Ad un anziano pastore, chiamato a deporre davanti alla Commissione d’inchiesta per il banditismo, chiesero anni fa perché mai in Sardegna restasse stabile il numero dei reati connessi all’abigeato, mentre aumentavano a dismisura i sequestri di persona. Il pastore restò per un attimo in silenzio, un tantino perplesso, poi sorrise pensando che quei signori dall’aria distinta e colta non dovevano essere tanto intelligenti. “Ma è semplice, disse, assolutamente elementare: s’erbeghe belat, s’ómine cunsentet”. I commissari, ascoltata la traduzione, s’illuminarono in volto per poi commentare che le minacce, certo, producevano il loro effetto. Secca la replica del pastore: “Minetas? Nono, e ite minetas? Non b’at bisonzu”.

 

Ancora una volta elementare: per la totale sottomissione dell’ostaggio non c’è alcuna necessità di minacce. Se ti ritrovi a dipendere da un “padrone”, che ha potere assoluto sul tuo futuro, sai perfettamente quando devi tacere e percepisci senza troppi sforzi tutto ciò che gli è sgradito. Esattamente come accade ai precari, costretti da una legge a dir poco medievale (la legge Biagi, approvata nel febbraio del 2003 dal governo Berlusconi) a piatire di anno in anno, e talvolta di mese in mese, il rinnovo del contratto di lavoro. Stato di cose insopportabile per ogni lavoratore, particolarmente pesante ed odioso per i giornalisti precari, costretti ad uniformarsi ai desideri non sempre limpidi e democratici del loro editore.

 

Situazione terribile, umiliante, che ci fa schierare con forza dalla parte di tutti i “precarizzati”,  costretti a subire per non ritrovarsi in un amen disoccupati.

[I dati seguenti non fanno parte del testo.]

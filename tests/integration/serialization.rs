//! Serialization of analysis results.

use consort::catalog::{Catalog, Dimension, DimensionKind, Item, Schema};
use consort::engine::{
    ClusterAnalysis, ClusterEngine, ClusterRuleSet, EvaluationMatrix, FixedClock, PairwiseEngine,
    RuleSet,
};
use serde_json::json;

fn closet() -> Catalog {
    let schema = Schema::from_dimensions(
        "wardrobe",
        "1",
        [
            Dimension::required("category", DimensionKind::String),
            Dimension::required("formality", DimensionKind::integer_range(1, 5)),
        ],
    )
    .unwrap();
    let items = [("shirt", "top", 3), ("chinos", "bottom", 3), ("loafers", "shoes", 4), ("tee", "top", 2)]
        .into_iter()
        .map(|(id, category, formality)| {
            Item::new(id, id)
                .with_attribute("category", category)
                .with_attribute("formality", formality)
        });
    Catalog::from_items("closet", schema, items).unwrap()
}

fn pairs() -> RuleSet {
    RuleSet::from_json(&json!({"name": "pairs", "rules": [
        {"name": "formality", "condition": {"formality_compatible": {"field": "formality"}}},
        {"name": "categories", "condition": {"has_different": {"field": "category"}}}
    ]}))
    .unwrap()
}

#[test]
fn cluster_analysis_messagepack_round_trip() {
    let catalog = closet();
    let pairs = pairs();
    let rules = ClusterRuleSet::new("any");
    let analysis = ClusterEngine::new(&catalog, &pairs, &rules)
        .unwrap()
        .analyze()
        .unwrap();
    assert!(analysis.total_clusters > 0);

    let bytes = rmp_serde::to_vec_named(&analysis).unwrap();
    let back: ClusterAnalysis = rmp_serde::from_slice(&bytes).unwrap();
    assert_eq!(back, analysis);
}

#[test]
fn matrix_json_shape() {
    let catalog = closet();
    let pairs = pairs();
    let engine = PairwiseEngine::new(&pairs, catalog.schema())
        .unwrap()
        .with_clock(FixedClock(1_000));
    let matrix = engine.evaluate_matrix(&catalog).unwrap();

    let doc = serde_json::to_value(&matrix).unwrap();
    assert_eq!(doc["catalog"], "closet");
    assert_eq!(doc["total_comparisons"], 6);
    assert_eq!(doc["results"][0]["item1_id"], "shirt");
    assert_eq!(doc["results"][0]["item2_id"], "chinos");
    assert_eq!(doc["results"][0]["timestamp"], 1_000);
    assert_eq!(doc["results"][0]["rule_evaluations"][1]["rule_name"], "categories");

    let back: EvaluationMatrix = serde_json::from_value(doc).unwrap();
    assert_eq!(back, matrix);
}

#[test]
fn relationship_types_are_snake_case() {
    let catalog = closet();
    let pairs = pairs();
    let rules = ClusterRuleSet::new("any");
    let analysis = ClusterEngine::new(&catalog, &pairs, &rules)
        .unwrap()
        .analyze()
        .unwrap();

    let doc = serde_json::to_value(&analysis).unwrap();
    let types: Vec<&str> = doc["relationships"]
        .as_array()
        .unwrap()
        .iter()
        .filter_map(|r| r["relationship_type"].as_str())
        .collect();
    assert!(!types.is_empty());
    assert!(types.iter().all(|t| ["subset", "superset", "overlap"].contains(t)));
}
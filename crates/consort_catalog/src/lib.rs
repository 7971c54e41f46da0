//! Schemas, dimensions, items, and catalogs for Consort.
//!
//! This crate provides:
//! - [`Dimension`] - Typed attribute slots with constraints
//! - [`Schema`] - Ordered dimensions and item validation
//! - [`Item`] - Catalog entries with attribute maps
//! - [`Catalog`] - Validated items sharing one schema
//! - [`CoverageLayer`] - Parsed coverage-layer values

#![warn(missing_docs)]
#![warn(clippy::all)]
#![warn(clippy::pedantic)]

pub mod catalog;
pub mod coverage;
pub mod dimension;
pub mod item;
pub mod schema;

pub use catalog::{Catalog, ItemRejection};
pub use coverage::CoverageLayer;
pub use dimension::{Dimension, DimensionKind, ScalarKind, Vocabulary, VocabularyPolicy};
#[cfg(feature = "serde")]
pub use dimension::{DimensionDecl, KindTag, NumericBound};
pub use item::{Attributes, Item, ItemId};
#[cfg(feature = "serde")]
pub use schema::SchemaDecl;
pub use schema::{Advisory, Schema, UnknownAttributes};
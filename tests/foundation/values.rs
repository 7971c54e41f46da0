//! Integration tests for Value
//!
//! Tests attribute equality, numeric promotion, display, and JSON conversion.

use consort_foundation::{SharedVec, Type, Value};
use serde_json::json;
use std::collections::HashSet;

// =============================================================================
// Equality and Hashing
// =============================================================================

#[test]
fn strict_equality_separates_int_and_float() {
    assert_ne!(Value::Int(2), Value::Float(2.0));
    assert_eq!(Value::Float(2.0), Value::Float(2.0));
}

#[test]
fn attribute_equality_promotes_numbers() {
    assert!(Value::Int(2).same_as(&Value::Float(2.0)));
    assert!(Value::Float(2.0).same_as(&Value::Int(2)));
    assert!(!Value::Int(2).same_as(&Value::Float(2.5)));
    assert!(!Value::Int(2).same_as(&Value::from("2")));
}

#[test]
fn floats_hash_by_bit_pattern() {
    let mut set = HashSet::new();
    set.insert(Value::Float(1.5));
    set.insert(Value::Float(1.5));
    set.insert(Value::Float(f64::NAN));
    assert_eq!(set.len(), 2);
}

#[test]
fn lists_compare_structurally() {
    let a = Value::from(vec!["navy", "white"]);
    let b = Value::List(["navy", "white"].into_iter().map(Value::from).collect());
    assert_eq!(a, b);
}

// =============================================================================
// Accessors
// =============================================================================

#[test]
fn as_number_promotes_int() {
    assert_eq!(Value::Int(3).as_number(), Some(3.0));
    assert_eq!(Value::Float(0.5).as_number(), Some(0.5));
    assert_eq!(Value::from("3").as_number(), None);
}

#[test]
fn value_types() {
    assert_eq!(Value::Nil.value_type(), Type::Nil);
    assert_eq!(Value::Bool(true).value_type(), Type::Bool);
    assert_eq!(Value::from(vec![1i64]).value_type(), Type::List);
    assert!(Type::Float.accepts(Type::Int));
    assert!(!Type::Int.accepts(Type::Float));
}

#[test]
fn display_is_plain() {
    assert_eq!(Value::from("navy").to_string(), "navy");
    assert_eq!(Value::from(vec![1i64, 2]).to_string(), "[1, 2]");
    assert_eq!(Value::Nil.to_string(), "nil");
}

// =============================================================================
// JSON
// =============================================================================

#[test]
fn json_integers_and_floats() {
    assert_eq!(Value::from(&json!(3)), Value::Int(3));
    assert_eq!(Value::from(&json!(3.5)), Value::Float(3.5));
    assert_eq!(Value::from(&json!(null)), Value::Nil);
}

#[test]
fn json_object_becomes_map() {
    let value = Value::from(json!({"parts": ["chest"], "layer": 2}));
    let map = value.as_map().unwrap();
    assert_eq!(map.get("layer"), Some(&Value::Int(2)));
    assert_eq!(map.get("parts"), Some(&Value::from(vec!["chest"])));
}

#[test]
fn serde_untagged_round_trip() {
    let value = Value::from(json!({"colors": ["navy", "grey"], "formality": 3, "warm": true}));
    let text = serde_json::to_string(&value).unwrap();
    let back: Value = serde_json::from_str(&text).unwrap();
    assert_eq!(back, value);
}

#[test]
fn lists_are_persistent() {
    let base: SharedVec<Value> = SharedVec::new();
    let one = base.push_back(Value::Int(1));
    assert!(base.is_empty());
    assert_eq!(one.len(), 1);
}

In loro difesa si è mosso in questi giorni Franco Siddi, rieletto a larghissima maggioranza alla carica di segretario nazionale della Federazione italiana giornalisti. Dopo aver ricordato che lo stesso governatore della Banca d’Italia Mario Draghi ha di recente affermato che “senza una stabilizzazione dei rapporti di lavoro precari, si hanno alla lunga effetti negativi sull’economia”, Siddi ha lanciato un pressante appello alle forze politiche, che “devono individuare tutele legislative non più rinviabili”. E “se l’editoria italiana vuole ripartire, si impone  – ha ammonito Siddi – il superamento pur graduale del precariato”.